Saved data entries
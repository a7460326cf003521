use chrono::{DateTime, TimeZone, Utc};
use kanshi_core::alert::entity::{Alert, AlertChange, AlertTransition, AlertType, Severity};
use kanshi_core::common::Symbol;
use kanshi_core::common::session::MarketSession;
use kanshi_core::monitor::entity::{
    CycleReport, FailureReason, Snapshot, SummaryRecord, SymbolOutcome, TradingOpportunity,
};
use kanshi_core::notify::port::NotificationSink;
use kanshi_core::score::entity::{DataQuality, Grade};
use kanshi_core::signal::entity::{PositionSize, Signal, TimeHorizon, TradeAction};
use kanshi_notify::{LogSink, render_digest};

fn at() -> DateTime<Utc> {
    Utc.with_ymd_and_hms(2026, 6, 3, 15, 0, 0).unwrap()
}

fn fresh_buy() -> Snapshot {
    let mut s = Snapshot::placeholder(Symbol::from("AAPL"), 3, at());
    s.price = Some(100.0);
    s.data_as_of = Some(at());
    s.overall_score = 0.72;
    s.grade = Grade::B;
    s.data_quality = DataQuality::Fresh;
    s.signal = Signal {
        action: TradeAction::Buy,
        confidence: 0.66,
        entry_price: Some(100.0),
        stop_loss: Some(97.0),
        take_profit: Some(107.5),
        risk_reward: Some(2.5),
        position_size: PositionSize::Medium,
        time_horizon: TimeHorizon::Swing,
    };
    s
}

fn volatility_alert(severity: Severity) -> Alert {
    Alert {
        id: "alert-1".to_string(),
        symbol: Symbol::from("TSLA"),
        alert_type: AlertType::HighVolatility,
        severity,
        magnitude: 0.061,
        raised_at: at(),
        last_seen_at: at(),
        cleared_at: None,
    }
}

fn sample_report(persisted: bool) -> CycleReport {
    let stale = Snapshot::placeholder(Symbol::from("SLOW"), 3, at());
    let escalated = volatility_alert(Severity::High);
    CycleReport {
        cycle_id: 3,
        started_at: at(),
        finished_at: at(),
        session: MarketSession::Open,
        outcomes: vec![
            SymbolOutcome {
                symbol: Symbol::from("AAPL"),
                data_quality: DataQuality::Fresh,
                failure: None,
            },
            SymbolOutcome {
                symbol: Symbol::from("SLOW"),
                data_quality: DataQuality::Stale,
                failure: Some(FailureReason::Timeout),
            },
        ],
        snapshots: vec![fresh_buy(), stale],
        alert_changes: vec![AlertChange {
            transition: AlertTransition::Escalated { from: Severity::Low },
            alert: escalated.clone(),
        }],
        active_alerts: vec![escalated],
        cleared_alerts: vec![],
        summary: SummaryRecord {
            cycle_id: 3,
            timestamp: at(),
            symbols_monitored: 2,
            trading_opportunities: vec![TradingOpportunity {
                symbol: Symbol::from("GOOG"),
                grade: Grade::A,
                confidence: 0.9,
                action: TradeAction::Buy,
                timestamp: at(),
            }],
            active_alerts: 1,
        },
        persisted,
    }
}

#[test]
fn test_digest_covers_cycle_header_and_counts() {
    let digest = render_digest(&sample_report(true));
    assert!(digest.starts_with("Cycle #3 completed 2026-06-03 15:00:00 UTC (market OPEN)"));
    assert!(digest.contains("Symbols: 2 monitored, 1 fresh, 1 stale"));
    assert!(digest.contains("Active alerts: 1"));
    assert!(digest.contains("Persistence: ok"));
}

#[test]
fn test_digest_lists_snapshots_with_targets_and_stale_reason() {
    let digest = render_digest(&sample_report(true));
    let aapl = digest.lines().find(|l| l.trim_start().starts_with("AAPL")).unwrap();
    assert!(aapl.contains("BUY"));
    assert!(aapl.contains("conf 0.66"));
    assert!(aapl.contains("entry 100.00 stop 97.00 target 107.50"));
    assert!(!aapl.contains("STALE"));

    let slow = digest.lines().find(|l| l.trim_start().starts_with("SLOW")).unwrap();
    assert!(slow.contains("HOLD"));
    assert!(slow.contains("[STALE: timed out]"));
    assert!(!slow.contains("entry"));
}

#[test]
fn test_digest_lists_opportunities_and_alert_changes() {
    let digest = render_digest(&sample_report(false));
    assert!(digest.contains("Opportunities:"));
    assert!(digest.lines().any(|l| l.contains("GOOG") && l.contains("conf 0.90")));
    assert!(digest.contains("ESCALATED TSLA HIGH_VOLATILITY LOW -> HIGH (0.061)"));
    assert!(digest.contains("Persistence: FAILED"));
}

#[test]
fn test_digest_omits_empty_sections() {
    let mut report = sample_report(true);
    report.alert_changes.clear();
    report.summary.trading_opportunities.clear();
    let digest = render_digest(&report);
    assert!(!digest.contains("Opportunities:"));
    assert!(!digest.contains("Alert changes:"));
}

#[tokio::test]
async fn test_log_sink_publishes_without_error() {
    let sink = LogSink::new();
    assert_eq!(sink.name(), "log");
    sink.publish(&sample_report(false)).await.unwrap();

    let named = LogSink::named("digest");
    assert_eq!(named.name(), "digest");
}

=== Task brief ===
From the records above, show each line that contains the word "named".

=== Exercise output ===
    let named = LogSink::named("digest");
    assert_eq!(named.name(), "digest");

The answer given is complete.